ウラディスラフ・リスチェフ (Владислав Листьев / Vladislav Listyev)はロシアのジャーナリストで、チャンネル1の前身であるORTのニュースキャスターだった。スターリンの大粛清、死刑制度、救世主ハリストス大聖堂の再建など、それまでタブー視されてきた問題について臆することなくテレビで発言し、多大な影響力を持った。

1995年3月1日、夜のニュース番組「ラッシュ・アワー (Час пик)」の収録後、リスチェフは帰宅途中で何者かに銃殺された。殺害時に大金を持ち歩いていたが、それらはすべて手つかずであったことから政治的暗殺であるという見方が強い。のちにテレビ広告の利権争いがあったことも伝えられているが、犯人不明のまま迷宮入りしている。

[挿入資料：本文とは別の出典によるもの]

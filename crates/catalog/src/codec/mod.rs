// SPDX-License-Identifier: AGPL-3.0-or-later
// Copyright (c) 2025 ReifyDB

//! The persisted form of a [`Table`].
//!
//! A record starts with the kind tag, which selects the variant, followed by
//! the fields shared by every table and finally the variant's own
//! properties. Records carry no terminator, so several of them can be
//! written back to back into one checkpoint image and read with
//! [`TableCodec::decode_from`].

use std::sync::Arc;

pub use config::{CodecConfig, DEFAULT_MAX_COLUMNS, DEFAULT_MAX_ENTRIES};
use tabula_core::encoding::binary::{Reader, Writer};
use tracing::{debug, instrument, warn};

use crate::{
	CatalogError,
	resolve::{QueryResolver, SyntacticResolver},
	table::{Table, TableKind},
};

mod config;

/// Encodes and decodes tables with a fixed configuration and view resolver.
#[derive(Clone)]
pub struct TableCodec {
	config: CodecConfig,
	resolver: Arc<dyn QueryResolver>,
}

impl Default for TableCodec {
	fn default() -> Self {
		Self::new()
	}
}

impl std::fmt::Debug for TableCodec {
	fn fmt(&self, f: &mut std::fmt::Formatter<'_>) -> std::fmt::Result {
		f.debug_struct("TableCodec").field("config", &self.config).finish_non_exhaustive()
	}
}

impl TableCodec {
	pub fn new() -> Self {
		Self::builder().build()
	}

	pub fn builder() -> TableCodecBuilder {
		TableCodecBuilder::new()
	}

	pub fn config(&self) -> &CodecConfig {
		&self.config
	}

	#[instrument(name = "catalog::codec::encode", level = "trace", skip(self, table), fields(table = %table.name()))]
	pub fn encode(&self, table: &Table) -> crate::Result<Vec<u8>> {
		let mut writer = Writer::new();
		self.encode_into(table, &mut writer)?;
		Ok(writer.finish())
	}

	/// Appends one record to `writer`.
	#[instrument(name = "catalog::codec::encode_into", level = "trace", skip(self, table, writer), fields(table = %table.name()))]
	pub fn encode_into(&self, table: &Table, writer: &mut Writer) -> crate::Result<()> {
		writer.write_str(table.kind().as_tag())?;
		table.write_fields(writer)
	}

	/// Decodes exactly one record; bytes left over afterwards are an error.
	#[instrument(name = "catalog::codec::decode", level = "trace", skip(self, bytes), fields(len = bytes.len()))]
	pub fn decode(&self, bytes: &[u8]) -> crate::Result<Table> {
		let mut reader = Reader::new(bytes);
		let table = self.decode_from(&mut reader)?;
		reader.finish()?;
		Ok(table)
	}

	/// Decodes the next record of a stream, leaving the reader positioned
	/// after it.
	#[instrument(name = "catalog::codec::decode_from", level = "trace", skip(self, reader))]
	pub fn decode_from(&self, reader: &mut Reader<'_>) -> crate::Result<Table> {
		let tag = reader.read_string()?;
		let Some(kind) = TableKind::from_tag(&tag) else {
			warn!(%tag, "unknown table kind in metadata stream");
			return Err(CatalogError::UnknownTableKind {
				tag,
			}
			.into());
		};

		let mut table = Table::empty(kind);
		table.read_fields(reader, &self.config)?;

		let failure = table.variant_mut().as_view_mut().and_then(|view| view.resolve(self.resolver.as_ref()).err());
		if let Some(source) = failure {
			warn!(view = %table.name(), error = %source, "view definition does not resolve");
			return Err(CatalogError::ResolutionFailure {
				view: table.name().to_string(),
				source,
			}
			.into());
		}

		debug!(id = %table.id(), name = %table.name(), %kind, columns = table.column_count(false), "decoded table");
		Ok(table)
	}
}

/// Builder for configuring a [`TableCodec`].
pub struct TableCodecBuilder {
	config: CodecConfig,
	resolver: Arc<dyn QueryResolver>,
}

impl Default for TableCodecBuilder {
	fn default() -> Self {
		Self::new()
	}
}

impl TableCodecBuilder {
	pub fn new() -> Self {
		Self {
			config: CodecConfig::default(),
			resolver: Arc::new(SyntacticResolver),
		}
	}

	pub fn with_config(mut self, config: CodecConfig) -> Self {
		self.config = config;
		self
	}

	pub fn max_columns(mut self, max_columns: usize) -> Self {
		self.config.max_columns = max_columns;
		self
	}

	pub fn max_entries(mut self, max_entries: usize) -> Self {
		self.config.max_entries = max_entries;
		self
	}

	/// Resolver used for views after they are decoded.
	pub fn resolver(mut self, resolver: impl QueryResolver + 'static) -> Self {
		self.resolver = Arc::new(resolver);
		self
	}

	pub fn build(self) -> TableCodec {
		TableCodec {
			config: self.config,
			resolver: self.resolver,
		}
	}
}
// SPDX-License-Identifier: MIT
// Copyright (c) 2025 ReifyDB

#![cfg_attr(not(debug_assertions), deny(warnings))]

pub mod error;
pub mod value;

pub use error::{Diagnostic, Error, IntoDiagnostic};
pub use value::r#type::Type;

pub type Result<T> = std::result::Result<T, Error>;
// SPDX-License-Identifier: MIT
// Copyright (c) 2025 ReifyDB

use std::fmt::{Display, Formatter};

use serde::{Deserialize, Serialize};

/// Column data types known to the catalog
#[derive(Clone, Copy, Debug, Hash, PartialEq, Eq, PartialOrd, Ord, Serialize, Deserialize)]
pub enum Type {
	/// A boolean: true or false.
	Bool,
	/// A 1-byte signed integer
	Int1,
	/// A 2-byte signed integer
	Int2,
	/// A 4-byte signed integer
	Int4,
	/// An 8-byte signed integer
	Int8,
	/// A 16-byte signed integer
	Int16,
	/// A 4-byte floating point
	Float4,
	/// An 8-byte floating point
	Float8,
	/// A fixed point number, see column precision and scale
	Decimal,
	/// A fixed length string, see column length
	Char,
	/// A variable length string bounded by the column length
	Varchar,
	/// A date value (year, month, day)
	Date,
	/// A date and time value
	DateTime,
	/// A HyperLogLog sketch, only valid as an aggregated value column
	Hll,
}

impl Type {
	pub fn is_integer(&self) -> bool {
		matches!(self, Type::Int1 | Type::Int2 | Type::Int4 | Type::Int8 | Type::Int16)
	}

	pub fn is_floating_point(&self) -> bool {
		matches!(self, Type::Float4 | Type::Float8)
	}

	pub fn is_string(&self) -> bool {
		matches!(self, Type::Char | Type::Varchar)
	}

	pub fn is_temporal(&self) -> bool {
		matches!(self, Type::Date | Type::DateTime)
	}
}

impl Type {
	pub fn to_u8(&self) -> u8 {
		match self {
			Type::Bool => 0x01,
			Type::Int1 => 0x02,
			Type::Int2 => 0x03,
			Type::Int4 => 0x04,
			Type::Int8 => 0x05,
			Type::Int16 => 0x06,
			Type::Float4 => 0x07,
			Type::Float8 => 0x08,
			Type::Decimal => 0x09,
			Type::Char => 0x0A,
			Type::Varchar => 0x0B,
			Type::Date => 0x0C,
			Type::DateTime => 0x0D,
			Type::Hll => 0x0E,
		}
	}

	pub fn from_u8(value: u8) -> Option<Self> {
		Some(match value {
			0x01 => Type::Bool,
			0x02 => Type::Int1,
			0x03 => Type::Int2,
			0x04 => Type::Int4,
			0x05 => Type::Int8,
			0x06 => Type::Int16,
			0x07 => Type::Float4,
			0x08 => Type::Float8,
			0x09 => Type::Decimal,
			0x0A => Type::Char,
			0x0B => Type::Varchar,
			0x0C => Type::Date,
			0x0D => Type::DateTime,
			0x0E => Type::Hll,
			_ => return None,
		})
	}
}

impl Display for Type {
	fn fmt(&self, f: &mut Formatter<'_>) -> std::fmt::Result {
		match self {
			Type::Bool => f.write_str("BOOLEAN"),
			Type::Int1 => f.write_str("TINYINT"),
			Type::Int2 => f.write_str("SMALLINT"),
			Type::Int4 => f.write_str("INT"),
			Type::Int8 => f.write_str("BIGINT"),
			Type::Int16 => f.write_str("LARGEINT"),
			Type::Float4 => f.write_str("FLOAT"),
			Type::Float8 => f.write_str("DOUBLE"),
			Type::Decimal => f.write_str("DECIMAL"),
			Type::Char => f.write_str("CHAR"),
			Type::Varchar => f.write_str("VARCHAR"),
			Type::Date => f.write_str("DATE"),
			Type::DateTime => f.write_str("DATETIME"),
			Type::Hll => f.write_str("HLL"),
		}
	}
}
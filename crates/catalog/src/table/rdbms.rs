// SPDX-License-Identifier: AGPL-3.0-or-later
// Copyright (c) 2025 ReifyDB

use tabula_core::{
	encoding,
	encoding::binary::{Reader, Writer},
};

use crate::{
	codec::CodecConfig,
	descriptor::DescriptorDetail,
	table::{
		DefinitionStatement, SqlTableType, StructuralSignature, Table, TableBehavior, TableKind, ddl,
		signature::SignatureHasher,
	},
};

/// A table whose rows are read from a remote relational database.
#[derive(Debug, Clone, Default, PartialEq, Eq)]
pub struct FederatedRdbmsTable {
	pub host: String,
	pub port: u16,
	pub user: String,
	pub password: String,
	pub database: String,
	pub table: String,
}

impl FederatedRdbmsTable {
	pub fn new(host: impl Into<String>, port: u16, database: impl Into<String>, table: impl Into<String>) -> Self {
		Self {
			host: host.into(),
			port,
			database: database.into(),
			table: table.into(),
			..Self::default()
		}
	}

	pub fn with_credentials(mut self, user: impl Into<String>, password: impl Into<String>) -> Self {
		self.user = user.into();
		self.password = password.into();
		self
	}
}

impl TableBehavior for FederatedRdbmsTable {
	fn kind(&self) -> TableKind {
		TableKind::FederatedRdbms
	}

	fn engine(&self) -> Option<&'static str> {
		Some("MySQL")
	}

	fn sql_table_type(&self) -> SqlTableType {
		SqlTableType::BaseTable
	}

	fn comment(&self) -> &str {
		""
	}

	fn descriptor_detail(&self) -> Option<DescriptorDetail> {
		Some(DescriptorDetail::FederatedRdbms {
			host: self.host.clone(),
			port: self.port,
			user: self.user.clone(),
			password: self.password.clone(),
			database: self.database.clone(),
			table: self.table.clone(),
		})
	}

	fn encode_properties(&self, writer: &mut Writer) -> encoding::Result<()> {
		writer.write_str(&self.host)?;
		writer.write_i32(i32::from(self.port))?;
		writer.write_str(&self.user)?;
		writer.write_str(&self.password)?;
		writer.write_str(&self.database)?;
		writer.write_str(&self.table)
	}

	fn decode_properties(&mut self, reader: &mut Reader<'_>, _config: &CodecConfig) -> encoding::Result<()> {
		self.host = reader.read_string()?;
		self.port = u16::try_from(reader.read_i32()?)?;
		self.user = reader.read_string()?;
		self.password = reader.read_string()?;
		self.database = reader.read_string()?;
		self.table = reader.read_string()?;
		Ok(())
	}
}

impl DefinitionStatement for FederatedRdbmsTable {
	fn definition_statement(&self, table: &Table, namespace: &str) -> String {
		let port = self.port.to_string();
		let properties = ddl::properties(
			"PROPERTIES",
			[
				("host", self.host.as_str()),
				("port", port.as_str()),
				("user", self.user.as_str()),
				("password", ""),
				("database", self.database.as_str()),
				("table", self.table.as_str()),
			],
		);
		format!("{} ENGINE=MYSQL\n{properties}", ddl::create_table(table, namespace))
	}
}

impl StructuralSignature for FederatedRdbmsTable {
	fn feed_signature(&self, hasher: &mut SignatureHasher) {
		hasher.str(&self.host);
		hasher.u64(u64::from(self.port));
		hasher.str(&self.user);
		hasher.str(&self.password);
		hasher.str(&self.database);
		hasher.str(&self.table);
	}
}

#[cfg(test)]
mod tests {
	use tabula_core::interface::catalog::TableId;
	use tabula_type::Type;

	use super::*;
	use crate::column::Column;

	fn remote() -> FederatedRdbmsTable {
		FederatedRdbmsTable::new("db1.internal", 3306, "shop", "orders").with_credentials("reader", "s3cret")
	}

	#[test]
	fn test_properties_round_trip() {
		let mut writer = Writer::new();
		remote().encode_properties(&mut writer).unwrap();
		let bytes = writer.finish();

		let mut decoded = FederatedRdbmsTable::default();
		let mut reader = Reader::new(&bytes);
		decoded.decode_properties(&mut reader, &CodecConfig::default()).unwrap();
		reader.finish().unwrap();
		assert_eq!(decoded, remote());
	}

	#[test]
	fn test_port_out_of_range() {
		let mut writer = Writer::new();
		writer.write_str("h").unwrap();
		writer.write_i32(70_000).unwrap();
		let bytes = writer.finish();

		let mut decoded = FederatedRdbmsTable::default();
		assert!(decoded.decode_properties(&mut Reader::new(&bytes), &CodecConfig::default()).is_err());
	}

	#[test]
	fn test_definition_statement_masks_password() {
		let table = Table::new(TableId(2), "orders", Some(vec![Column::new("id", Type::Int8)]), remote()).unwrap();
		let sql = table.definition_statement("shop").unwrap();

		assert!(!sql.contains("s3cret"));
		assert_eq!(
			sql,
			"CREATE TABLE `shop`.`orders` (\n  `id` BIGINT NOT NULL COMMENT \"\"\n) ENGINE=MYSQL\nPROPERTIES (\n  \"host\" = \"db1.internal\",\n  \"port\" = \"3306\",\n  \"user\" = \"reader\",\n  \"password\" = \"\",\n  \"database\" = \"shop\",\n  \"table\" = \"orders\"\n)"
		);
	}

	#[test]
	fn test_signature_tracks_connection() {
		let first = Table::new(TableId(2), "orders", Some(vec![]), remote()).unwrap();
		let mut moved = remote();
		moved.host = "db2.internal".to_string();
		let second = Table::new(TableId(2), "orders", Some(vec![]), moved).unwrap();
		assert_ne!(first.signature(1).unwrap(), second.signature(1).unwrap());
	}
}
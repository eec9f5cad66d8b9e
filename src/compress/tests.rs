// src/compress/tests.rs

use super::*;
use crate::tokenizer::TokenPair;
use test_log::test;

/// Row of `fg` foreground cells followed by `bg` background cells.
fn row(fg: usize, bg: usize) -> Vec<bool> {
    let mut cells = vec![true; fg];
    cells.extend(std::iter::repeat(false).take(bg));
    cells
}

fn grid(rows: &[Vec<bool>]) -> TokenGrid {
    TokenGrid::from_rows(rows.to_vec())
}

/// Parse `#`/`.` art into cells.
fn cells(art: &str) -> TokenGrid {
    TokenGrid::from_rows(art.lines().map(|l| l.chars().map(|c| c == '#').collect()).collect())
}

// --- trailing_run / is_blank_row ---

#[test]
fn trailing_run_counts_background_cells() {
    assert_eq!(trailing_run(&row(2, 3)), 3);
    assert_eq!(trailing_run(&row(1, 0)), 0);
    assert_eq!(trailing_run(&row(0, 0)), 0);
    assert_eq!(trailing_run(&[false, true, false, false]), 2);
}

#[test]
fn blank_row_needs_at_least_one_cell() {
    assert!(is_blank_row(&row(0, 4)));
    assert!(!is_blank_row(&row(1, 3)));
    assert!(!is_blank_row(&row(0, 0)));
}

// --- Pass A ---

#[test]
fn blank_run_collapses_to_one_row() {
    let collapsed = collapse_blank_rows(&grid(&[row(0, 4), row(0, 4), row(0, 4), row(2, 2)]));
    assert_eq!(collapsed, grid(&[row(0, 4), row(2, 2)]));
}

#[test]
fn isolated_blank_rows_are_kept() {
    let input = grid(&[row(1, 3), row(0, 4), row(1, 3), row(0, 4)]);
    assert_eq!(collapse_blank_rows(&input), input);
}

#[test]
fn each_blank_run_collapses_independently() {
    let input = grid(&[
        row(0, 4),
        row(0, 4),
        row(1, 3),
        row(0, 4),
        row(0, 4),
        row(0, 4),
        row(3, 1),
    ]);
    let expected = grid(&[row(0, 4), row(1, 3), row(0, 4), row(3, 1)]);
    assert_eq!(collapse_blank_rows(&input), expected);
}

#[test]
fn collapse_keeps_the_first_row_of_a_run() {
    let input = grid(&[row(0, 2), row(0, 5)]);
    assert_eq!(collapse_blank_rows(&input), grid(&[row(0, 2)]));
}

// --- Pass B ---

#[test]
fn shared_margin_trim_keeps_row_specific_excess() {
    let trimmed = trim_shared_margin(&grid(&[row(3, 5), row(3, 5), row(0, 8)]));
    let runs: Vec<usize> = trimmed.rows().iter().map(|r| trailing_run(r)).collect();
    assert_eq!(runs, vec![1, 1, 8 - 5 + 1]);
    assert_eq!(trimmed, grid(&[row(3, 1), row(3, 1), row(0, 4)]));
}

#[test]
fn rows_ending_in_foreground_are_untouched_and_ignored() {
    let input = grid(&[row(4, 0), row(2, 3), row(1, 6)]);
    assert_eq!(shared_margin(&input), Some(3));
    assert_eq!(
        trim_shared_margin(&input),
        grid(&[row(4, 0), row(2, 1), row(1, 4)])
    );
}

#[test]
fn no_trailing_background_skips_trim() {
    let input = grid(&[row(2, 0), row(3, 0)]);
    assert_eq!(shared_margin(&input), None);
    assert_eq!(trim_shared_margin(&input), input);
    assert_eq!(trim_shared_margin(&TokenGrid::default()), TokenGrid::default());
}

#[test]
fn foreground_prefix_is_never_altered() {
    let input = cells("#.#......\n.#.........\n");
    let out = compress(&input);
    assert!(out.rows()[0].starts_with(&[true, false, true]));
    assert!(out.rows()[1].starts_with(&[false, true]));
}

// --- compress ---

#[test]
fn compress_runs_both_passes() {
    let input = grid(&[row(0, 6), row(0, 6), row(2, 4), row(0, 6), row(1, 5)]);
    // Pass A: [0/6, 2/4, 0/6, 1/5]; margin 4.
    let expected = grid(&[row(0, 3), row(2, 1), row(0, 3), row(1, 2)]);
    assert_eq!(compress(&input), expected);
}

#[test]
fn compress_is_idempotent() {
    let samples = [
        grid(&[row(0, 6), row(0, 6), row(2, 4), row(0, 6), row(1, 5)]),
        grid(&[row(3, 5), row(3, 5), row(0, 8)]),
        grid(&[row(4, 0), row(2, 3)]),
        TokenGrid::default(),
    ];
    for input in samples {
        let once = compress(&input);
        assert_eq!(compress(&once), once, "not idempotent for {:?}", input);
    }
}

#[test]
fn foreground_spelled_with_background_text_survives() {
    // fg "::" is two background tokens as text; as cells it is foreground.
    let input = cells("#..\n...\n...\n.#.\n");
    let out = compress(&input).render(&TokenPair::new("::", ":"));
    assert_eq!(out, "::::\n:::\n::::\n");
}

#[test]
fn foreground_ending_in_background_text_is_not_trimmed() {
    // fg "ab" ends with bg "b"; the true shared margin is one cell.
    let input = grid(&[row(1, 1), row(0, 3)]);
    let out = compress(&input);
    assert_eq!(out, input);
    assert_eq!(out.render(&TokenPair::new("ab", "b")), "abb\nbbb\n");
}

#[test]
fn pattern_special_tokens_render_literally() {
    let input = cells("#...\n....\n....\n##..\n");
    for bg in [".*", "(x)", "[^a]", "\\d+", "$", "a|b", "{2}"] {
        let out = compress(&input).render(&TokenPair::new("F", bg));
        let expected = format!("F{b}{b}\n{b}{b}{b}\nFF{b}\n", b = bg);
        assert_eq!(out, expected, "token {:?}", bg);
    }
}

#[test]
fn unicode_tokens_render_whole() {
    let out = compress(&cells("#...\n....\n")).render(&TokenPair::new("█", "░"));
    assert_eq!(out, "█░\n░░\n");
}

彼の死後、しばらくの間ORTでは「ウラディスラフ・リスチェフが殺害されました」というテロップと彼の顔だけが映し出されていた。当時トップクラスの人気を誇っていたテレビ司会者の突然の死は国民に大きな衝撃を与え、彼の葬儀には数千人が参列して花を手向けた。当時のエリツィン大統領もスタジオを訪れ、哀悼の意を述べている。

未解決事件であるためその動機は明らかではないが、民主主義の声として発信を続けたリスチェフの暗殺は、表現の自由が制限されていることを世間に印象づけた。